Come ricordava il mio collega Urso – lo dico a chi ha avuto alcuni ripensamenti, non voglio fare polemica oggi, però la memoria è memoria – dobbiamo rispettare gli impegni internazionali presi e destinare il 2 per cento del PIL alle spese militari per la difesa. Quando lo abbiamo ricordato, abbiamo creato un contraccolpo nella maggioranza uscente. Però bisogna essere coerenti: non si può pensare di tagliare le risorse o di non raggiungere gli obiettivi e poi pretendere il massimo dalle nostre Forze armate.
Torniamo al tema. Le nostre Forze armate sono patrimonio, istituzione, simbolo, valore e realtà operativa, in patria e a livello internazionale, garanzia di pace e di sicurezza. Perché è importante questa riforma? Voglio soltanto sottolineare un passaggio. Questa riforma dice basta al precariato militare. Si introduce il sistema della ferma dei volontari in ferma prefissata: durante il primo servizio di tre anni si potrà accedere con un concorso alla successiva ferma prefissata di tre anni, con un transito in servizio permanente. Ciò significa dichiarare finalmente guerra al precariato, significa migliorare le condizioni di trattamento economico e lo stato giuridico di chi veste la divisa. Basta al precariato nelle Forze armate.

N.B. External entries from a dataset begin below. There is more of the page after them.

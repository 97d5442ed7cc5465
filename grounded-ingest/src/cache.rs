//! TTL cache around a dataset provider.
//!
//! The core never sees this: each request receives an already resolved
//! [`Snapshot`]. The TTL comes from the settings the snapshot itself loaded.

use anyhow::Result;
use grounded_core::{Dataset, Settings};
use std::path::PathBuf;
use std::sync::Arc;
use std::time::{Duration, Instant};
use tracing::info;

use crate::loader::load_dataset;
use crate::settings::parse_settings;

/// Dataset plus the settings resolved from it
#[derive(Debug, Clone)]
pub struct Snapshot {
    pub dataset: Dataset,
    pub settings: Settings,
    pub loaded_at: Instant,
}

impl Snapshot {
    pub fn ttl(&self) -> Duration {
        Duration::from_secs(self.settings.cache_ttl_seconds)
    }

    pub fn is_fresh(&self, now: Instant) -> bool {
        now.duration_since(self.loaded_at) < self.ttl()
    }
}

/// Anything that can produce the current dataset and settings
pub trait DatasetProvider {
    fn load(&self) -> Result<(Dataset, Settings)>;
}

/// Sheet exported as a directory of CSV files
#[derive(Debug, Clone)]
pub struct CsvDirectory {
    pub dir: PathBuf,
    /// Fallbacks for keys the settings tab leaves out
    pub defaults: Settings,
}

impl CsvDirectory {
    pub fn new(dir: impl Into<PathBuf>, defaults: Settings) -> Self {
        Self {
            dir: dir.into(),
            defaults,
        }
    }
}

impl DatasetProvider for CsvDirectory {
    fn load(&self) -> Result<(Dataset, Settings)> {
        let dataset = load_dataset(&self.dir)?;
        let settings = parse_settings(&dataset.settings, &self.defaults);
        Ok((dataset, settings))
    }
}

pub struct SnapshotCache<P> {
    provider: P,
    current: Option<Arc<Snapshot>>,
}

impl<P: DatasetProvider> SnapshotCache<P> {
    pub fn new(provider: P) -> Self {
        Self {
            provider,
            current: None,
        }
    }

    /// Cached snapshot while fresh, otherwise a reload.
    pub fn get(&mut self) -> Result<Arc<Snapshot>> {
        if let Some(snap) = &self.current {
            if snap.is_fresh(Instant::now()) {
                return Ok(Arc::clone(snap));
            }
        }
        self.reload()
    }

    /// Drop the cached snapshot and load a new one.
    pub fn force_refresh(&mut self) -> Result<Arc<Snapshot>> {
        self.current = None;
        self.reload()
    }

    fn reload(&mut self) -> Result<Arc<Snapshot>> {
        let (dataset, settings) = self.provider.load()?;
        let snap = Arc::new(Snapshot {
            dataset,
            settings,
            loaded_at: Instant::now(),
        });
        info!(ttl_secs = snap.settings.cache_ttl_seconds, "snapshot refreshed");
        self.current = Some(Arc::clone(&snap));
        Ok(snap)
    }
}
impl<T: Default> Grouped<T> {
    fn new() -> Self {
        Self {
            index: HashMap::new(),
            groups: Vec::new(),
        }
    }

    fn entry(&mut self, key: String) -> &mut T {
        let idx = match self.index.get(&key) {
            Some(i) => *i,
            None => {
                self.groups.push((key.clone(), T::default()));
                self.index.insert(key, self.groups.len() - 1);
                self.groups.len() - 1
            }
        };
        &mut self.groups[idx].1
    }

    fn len(&self) -> usize {
        self.groups.len()
    }

    fn into_vec(self) -> Vec<(String, T)> {
        self.groups
    }
}

#[derive(Default)]
struct TargetTotals {
    target: f64,
    achieved: f64,
}

#[derive(Default)]
struct CoverageTotals {
    covered: usize,
    total: usize,
}

fn sales_in_scope<'a>(data: &'a Dataset, scope: &Scope, use_month: bool) -> Vec<&'a SalesRow> {
    data.sales
        .iter()
        .filter(|r| {
            (!use_month || eq_opt_ci(&scope.month, &r.month))
                && eq_opt(&scope.territory, &r.territory)
                && eq_opt(&scope.brick, &r.brick)
                && eq_opt(&scope.rep, &r.rep)
                && eq_opt(&scope.product, &r.product)
        })
        .collect()
}

fn crm_in_scope<'a>(data: &'a Dataset, scope: &Scope) -> Vec<&'a CrmRow> {
    data.crm
        .iter()
        .filter(|r| {
            eq_opt_ci(&scope.week, &r.week) && eq_opt(&scope.territory, &r.territory) && eq_opt(&scope.rep, &r.rep)
        })
        .collect()
}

Quando il precariato diventa stabile e diventa a tempo indeterminato, vuol dire che qualcosa non è andato e non va.
Mi avvio a concludere. Oggi il Parlamento si riappropria di un suo ruolo e di una sua funzione (lo voglio dire, perché è importante).
Anche questo accordo lo abbiamo raggiunto per un obiettivo superiore e comune, in nome delle Forze militari, delle Forze Armate del Paese. Lo abbiamo fatto per un obiettivo superiore, per un interesse comune superiore e per un interesse nazionale che noi chiamiamo patria. (Applausi).